I'm on the phone with my mother - do I ever see her in person? - and she starts coughing. It's a disrupt-the-phone-call cough. Finally she gets back to me. I say, suspiciously, "Are you okay?"
"Sure I'm okay. Why?"
"You were coughing."
"That wasn't coughing."
"It was coughing. I heard it. You nearly made me deaf."

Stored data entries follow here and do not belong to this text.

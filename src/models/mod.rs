//! Data models: configuration, error taxonomy, core run types.

pub mod config;
pub mod errors;
pub mod types;

pub use config::ScanConfig;
pub use errors::{EngineError, EngineResult, ErrorCode};
pub use types::{ClassificationOutcome, DerivedRecord, HitRecord, ItemResult, RunReport};
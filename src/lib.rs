//! Batchscan Library
//!
//! Concurrent batch scan engine for "scan many items, rate-limit,
//! aggregate stats, report live" workloads:
//! - Fixed-size batches processed strictly in order
//! - Bounded concurrency within a batch, pacing delay between batches
//! - Per-item fail-soft classification via pluggable collaborators
//! - Live stats aggregation with periodic WebSocket broadcast

pub mod classify;
pub mod engine;
pub mod feed;
pub mod models;
pub mod notify;
pub mod pool;
pub mod retry;
pub mod sink;
pub mod stats;
pub mod utils;

pub use classify::{Classifier, PatternClassifier};
pub use engine::{run_batches, BatchScanner};
pub use feed::{FeedHandle, StatsFeed};
pub use models::config::ScanConfig;
pub use models::errors::{EngineError, EngineResult, ErrorCode};
pub use models::types::{ClassificationOutcome, DerivedRecord, HitRecord, ItemResult, RunReport};
pub use notify::{ConsoleNotifier, EventKind, Notifier, NotifyEvent, NullNotifier, Severity, WebhookNotifier};
pub use pool::{bounded_map, CancelFlag};
pub use retry::RetryPolicy;
pub use sink::{JsonlSink, MemorySink, ResultSink};
pub use stats::{BroadcasterHandle, RunStats, StatsBroadcaster, StatsCollector, StatsUpdate};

"It was nothing. A little mess up on my inhaler. I'm supposed to take two puffs twice a day but I decided to take one puff three times a day and then I forgot the second puff so I went back on it and decided to do two puffs in the middle of the day and none at the start or end of the day. Once I straighten it out, I'll be better."
While I'm trying to do this inhaler math in my head, she starts coughing again, right into the phone, enough to bring over a nebulizer, or a ventilator. It ends with the sound of running water. I'm thinking, where is she talking on the phone? In the bathroom?
She comes back on. I say, "You're sick."
"Sick? I'm not sick."
"Ma, you're sick." I know this because, despite the fact that I'm nearly thirty years younger than her, we both have eighty-year-old bodies. We're health twins, asthma twins. We not only have asthma in common but now that I'm getting older we also have arthritis, osteoporosis and cataracts in common. Actually, with some of these things, I'm worse off than her.
And anyway, I'm an amateur doctor. I could have been a great doctor and could have gone to med school if not for that cadaver thing, and my grades in college, and the fact that it took me five and a half years to get my BA, and that even when I got my BA it was in History. But other than all that, I'm a pretty good amateur doctor. Just by the sound of that cough through the phone, I've mentally prescribed an antibiotic for my mother: Ceftin, 500 milligrams, twice a day.
This is a little bit of a switch for us since when I was a kid, my mother was the amateur doctor, but she wasn't a very good one. She only had one thing to cure us with: a whiskey compress. No matter the injury - from psychosomatic ones to broken bones, she puttered around in the kitchen, pulled out a schmatta (a rag), found some whiskey and Saran Wrap, and wrapped up the offending part in a stinking liquor tourniquet. Then she left us to steep in this cocktail on the couch alone, protecting us from further injury by isolating us from our six sisters.
This time, my mom's fighting off my diagnosis. She outlines her own plan, involving an elaborate dance with her inhaler - one puff here and one puff there, like perfume.
Or maybe she'll just make a really gigantic compress and wrap it around her lungs.